Birth of the nerd

The Word

The mysterious origins of a familiar character

August 28, 2011|By Ben Zimmer

The English actor and comedian Simon Pegg has impeccable credentials as a nerd. He co-wrote and starred in “Shaun of the Dead,” which managed to fuse zombie horror with romantic comedy, and then followed it up with send-ups of the action genre (“Hot Fuzz”) and science fiction (“Paul”). He even played Scotty in the “Star Trek” reboot. With good reason, he calls his new memoir, “Nerd Do Well.” But when it comes to word-nerdery, Pegg would do well to check his facts.

In interviews about the book, Pegg has explained the title as a play on the etymology of nerd. Last month on the public radio show “The Sound of Young America,” he said, “It does come from the phrase ne’er-do-well - that’s where the word is derived from - it was just shortening of that, which then became ne’erd and then nerd, meaning someone on the fringe of society.”

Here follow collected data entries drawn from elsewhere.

//! Cooperative wall-clock budget.
//!
//! Controllers poll [`TimeBudget::expired`] between whole algorithmic steps
//! (one 2-opt scan, one tabu iteration, one VNS iteration). Nothing is
//! preempted: a scan that crosses the deadline runs to completion, so the
//! worst-case overrun is one scan.

use std::time::{Duration, Instant};

/// Default interval between two progress samples.
pub const DEFAULT_SAMPLING_INTERVAL: Duration = Duration::from_millis(100);

/// A monotonic start timestamp plus a time limit.
#[derive(Debug, Clone, Copy)]
pub struct TimeBudget {
    start: Instant,
    limit: Duration,
}

impl TimeBudget {
    /// Starts a budget of `secs` seconds now.
    pub fn from_secs(secs: u64) -> Self {
        Self::new(Duration::from_secs(secs))
    }

    /// Starts a budget of `limit` now.
    pub fn new(limit: Duration) -> Self {
        Self {
            start: Instant::now(),
            limit,
        }
    }

    /// Time since the budget started.
    pub fn elapsed(&self) -> Duration {
        self.start.elapsed()
    }

    /// Whether the limit has been reached.
    pub fn expired(&self) -> bool {
        self.elapsed() >= self.limit
    }

    pub fn limit(&self) -> Duration {
        self.limit
    }

    /// Time left before expiry, zero once expired.
    pub fn remaining(&self) -> Duration {
        self.limit.saturating_sub(self.elapsed())
    }
}

/// Decides when the next progress sample is due.
///
/// The first poll is always due; afterwards a sample is due once at least
/// `interval` has passed since the previous one.
#[derive(Debug, Clone)]
pub struct CostSampler {
    interval: Duration,
    last: Option<Duration>,
}

impl Default for CostSampler {
    fn default() -> Self {
        Self::new(DEFAULT_SAMPLING_INTERVAL)
    }
}

impl CostSampler {
    pub fn new(interval: Duration) -> Self {
        Self {
            interval,
            last: None,
        }
    }

    /// Returns `true` and arms the next interval if a sample is due at
    /// `elapsed`.
    pub fn due(&mut self, elapsed: Duration) -> bool {
        let due = match self.last {
            None => true,
            Some(last) => elapsed.saturating_sub(last) >= self.interval,
        };
        if due {
            self.last = Some(elapsed);
        }
        due
    }
}

#[cfg(test)]
mod tests {
    use super::*;

    #[test]
    fn test_zero_budget_expires_immediately() {
        let budget = TimeBudget::new(Duration::ZERO);
        assert!(budget.expired());
        assert_eq!(budget.remaining(), Duration::ZERO);
    }

    #[test]
    fn test_budget_not_expired_early() {
        let budget = TimeBudget::from_secs(60);
        assert!(!budget.expired());
        assert!(budget.remaining() > Duration::from_secs(59));
        assert_eq!(budget.limit(), Duration::from_secs(60));
    }

    #[test]
    fn test_sampler_interval() {
        let mut sampler = CostSampler::new(Duration::from_millis(100));
        assert!(sampler.due(Duration::from_millis(0)));
        assert!(!sampler.due(Duration::from_millis(50)));
        assert!(sampler.due(Duration::from_millis(100)));
        assert!(!sampler.due(Duration::from_millis(199)));
        assert!(sampler.due(Duration::from_millis(250)));
    }
}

However, Pegg’s seemingly authoritative claim lacks even a shred of historical evidence. It’s just one of many fanciful theories that have cropped up to explain the origin of nerd - and one of the least plausible. The shiftless ne’er-do-well is a far cry from the studious stereotype of the nerd. But Pegg’s folk etymology goes to show how even a perfectly familiar word like nerd can be wrapped in mystery, despite our best efforts to unearth its roots.

Though nerd has been a part of American slang for 50 years now, speculation about the word’s origin began brewing in the 1980s. (The 1984 film “Revenge of the Nerds” had put nerds on the map, albeit in highly cartoonish fashion, and presaged the rise of “nerd pride.”) In a 1987 column in PC Magazine, John C. Dvorak gathered together a number of proposed etymologies of nerd, including the ne’er-do-well shortening, and shot them down one by one as mere conjecture.

Several of Dvorak’s readers figured nerd had something to do with Mortimer Snerd, the dummy used by ventriloquist Edgar Bergen beginning in the late 1930s. More creatively, others theorized that it was first spelled knurd, which is drunk spelled backwards. One graduate of Rennselaer Polytechnic Institute reasoned that a knurd “studied all the time, got all A’s, and never took part in parties or activities. He was always sober, hence the inverse of drunk.”

Nerd has also been explained as a variation on nert, surfer slang for a nut. (The frustrated interjection nerts!, from the early ’30s, is a similar play on nuts.) Another theory has it originally spelled as nurd, suggesting a combination of nut and turd. And then there are the acronyms, always a popular source of faux etymology – for example, “Neurotic Engineers in R&D.”